▶ _EXERCISE DATA_
· · · · ·

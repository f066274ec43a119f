//! Core logging bootstrap.
//!
//! # Responsibility
//! - Initialize a size-rotated file logger once per process.
//! - Capture panics as structured `panic_captured` events.
//!
//! # Invariants
//! - Re-initializing with the same level and directory is a no-op.
//! - Re-initializing with a different level or directory is rejected.
//! - Initialization never panics.
//! - Events are single-line `key=value` records without note content.

use flexi_logger::{Cleanup, Criterion, FileSpec, Logger, LoggerHandle, Naming, WriteMode};
use log::{error, info};
use once_cell::sync::OnceCell;
use std::error::Error;
use std::fmt::{Display, Formatter};
use std::path::{Path, PathBuf};

const LOG_FILE_BASENAME: &str = "notes";
const MAX_LOG_FILE_SIZE_BYTES: u64 = 10 * 1024 * 1024;
const MAX_LOG_FILES: usize = 5;
const MAX_PANIC_PAYLOAD_CHARS: usize = 160;

static LOGGING_STATE: OnceCell<LoggingState> = OnceCell::new();
static PANIC_HOOK_INSTALLED: OnceCell<()> = OnceCell::new();

struct LoggingState {
    level: &'static str,
    log_dir: PathBuf,
    _logger: LoggerHandle,
}

/// Logging setup failure.
#[derive(Debug)]
pub enum LoggingError {
    UnsupportedLevel(String),
    InvalidDirectory(String),
    CreateDirectory {
        path: PathBuf,
        source: std::io::Error,
    },
    Backend(flexi_logger::FlexiLoggerError),
    /// Logging is already active with another level or directory.
    Conflict { active: String, requested: String },
}

impl Display for LoggingError {
    fn fmt(&self, f: &mut Formatter<'_>) -> std::fmt::Result {
        match self {
            Self::UnsupportedLevel(level) => write!(
                f,
                "unsupported log level `{level}`; expected trace|debug|info|warn|error"
            ),
            Self::InvalidDirectory(message) => write!(f, "{message}"),
            Self::CreateDirectory { path, source } => write!(
                f,
                "failed to create log directory `{}`: {source}",
                path.display()
            ),
            Self::Backend(err) => write!(f, "failed to start logger: {err}"),
            Self::Conflict { active, requested } => write!(
                f,
                "logging already initialized with `{active}`; refusing to switch to `{requested}`"
            ),
        }
    }
}

impl Error for LoggingError {
    fn source(&self) -> Option<&(dyn Error + 'static)> {
        match self {
            Self::CreateDirectory { source, .. } => Some(source),
            Self::Backend(err) => Some(err),
            _ => None,
        }
    }
}

/// Starts file logging at `level` under the absolute directory `log_dir`.
///
/// # Errors
/// - `UnsupportedLevel` / `InvalidDirectory` for bad inputs.
/// - `CreateDirectory` / `Backend` when the logger cannot start.
/// - `Conflict` when logging is already active with other settings.
pub fn init_logging(level: &str, log_dir: &Path) -> Result<(), LoggingError> {
    let level = normalize_level(level)?;
    let log_dir = normalize_log_dir(log_dir)?;

    let state = LOGGING_STATE.get_or_try_init(|| start_logger(level, &log_dir))?;
    ensure_same_config(state, level, &log_dir)
}

/// Returns `(level, log_dir)` when logging is active.
pub fn logging_status() -> Option<(&'static str, PathBuf)> {
    LOGGING_STATE
        .get()
        .map(|state| (state.level, state.log_dir.clone()))
}

/// `debug` for debug builds, `info` otherwise.
pub fn default_log_level() -> &'static str {
    if cfg!(debug_assertions) {
        "debug"
    } else {
        "info"
    }
}

/// Maps user-provided level spellings onto the canonical level names.
pub fn normalize_level(level: &str) -> Result<&'static str, LoggingError> {
    match level.trim().to_ascii_lowercase().as_str() {
        "trace" => Ok("trace"),
        "debug" => Ok("debug"),
        "info" => Ok("info"),
        "warn" | "warning" => Ok("warn"),
        "error" => Ok("error"),
        other => Err(LoggingError::UnsupportedLevel(other.to_string())),
    }
}

fn normalize_log_dir(log_dir: &Path) -> Result<PathBuf, LoggingError> {
    if log_dir.as_os_str().is_empty() {
        return Err(LoggingError::InvalidDirectory(
            "log_dir cannot be empty".to_string(),
        ));
    }
    if !log_dir.is_absolute() {
        return Err(LoggingError::InvalidDirectory(format!(
            "log_dir must be an absolute path, got `{}`",
            log_dir.display()
        )));
    }
    Ok(log_dir.to_path_buf())
}

fn start_logger(level: &'static str, log_dir: &Path) -> Result<LoggingState, LoggingError> {
    std::fs::create_dir_all(log_dir).map_err(|source| LoggingError::CreateDirectory {
        path: log_dir.to_path_buf(),
        source,
    })?;

    let logger = Logger::try_with_str(level)
        .map_err(LoggingError::Backend)?
        .log_to_file(
            FileSpec::default()
                .directory(log_dir)
                .basename(LOG_FILE_BASENAME),
        )
        .rotate(
            Criterion::Size(MAX_LOG_FILE_SIZE_BYTES),
            Naming::Numbers,
            Cleanup::KeepLogFiles(MAX_LOG_FILES),
        )
        .write_mode(WriteMode::BufferAndFlush)
        .append()
        .format_for_files(flexi_logger::detailed_format)
        .start()
        .map_err(LoggingError::Backend)?;

    install_panic_hook_once();

    info!(
        "event=core_init module=core status=ok platform={} version={} level={} log_dir={}",
        std::env::consts::OS,
        env!("CARGO_PKG_VERSION"),
        level,
        log_dir.display()
    );

    Ok(LoggingState {
        level,
        log_dir: log_dir.to_path_buf(),
        _logger: logger,
    })
}

fn ensure_same_config(
    state: &LoggingState,
    level: &'static str,
    log_dir: &Path,
) -> Result<(), LoggingError> {
    if state.log_dir != log_dir {
        return Err(LoggingError::Conflict {
            active: state.log_dir.display().to_string(),
            requested: log_dir.display().to_string(),
        });
    }
    if state.level != level {
        return Err(LoggingError::Conflict {
            active: state.level.to_string(),
            requested: level.to_string(),
        });
    }
    Ok(())
}

fn install_panic_hook_once() {
    if PANIC_HOOK_INSTALLED.set(()).is_err() {
        return;
    }

    let previous_hook = std::panic::take_hook();
    std::panic::set_hook(Box::new(move |panic_info| {
        // Panic payloads may echo note text; cap and flatten before logging.
        let location = panic_info
            .location()
            .map(|loc| format!("{}:{}", loc.file(), loc.line()))
            .unwrap_or_else(|| "unknown".to_string());
        let payload = panic_payload_summary(panic_info);
        error!("event=panic_captured module=core status=error location={location} payload={payload}");
        previous_hook(panic_info);
    }));
}

fn panic_payload_summary(info: &std::panic::PanicHookInfo<'_>) -> String {
    let payload = if let Some(message) = info.payload().downcast_ref::<&str>() {
        (*message).to_string()
    } else if let Some(message) = info.payload().downcast_ref::<String>() {
        message.clone()
    } else {
        "non-string panic payload".to_string()
    };

    sanitize_message(&payload, MAX_PANIC_PAYLOAD_CHARS)
}

fn sanitize_message(value: &str, max_chars: usize) -> String {
    let flattened = value.replace(['\n', '\r'], " ");
    let mut truncated = flattened.chars().take(max_chars).collect::<String>();
    if flattened.chars().count() > max_chars {
        truncated.push_str("...");
    }
    truncated
}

· · · · ·

▶ _WHAT IS REQUIRED_
Start with the line above that contains "logging is active." and stop after the line that contains "pub fn default_log_level()". Output those lines exactly, and only those.

▶ _SOLUTION BELOW_
/// Returns `(level, log_dir)` when logging is active.
pub fn logging_status() -> Option<(&'static str, PathBuf)> {
    LOGGING_STATE
        .get()
        .map(|state| (state.level, state.log_dir.clone()))
}

/// `debug` for debug builds, `info` otherwise.
pub fn default_log_level() -> &'static str {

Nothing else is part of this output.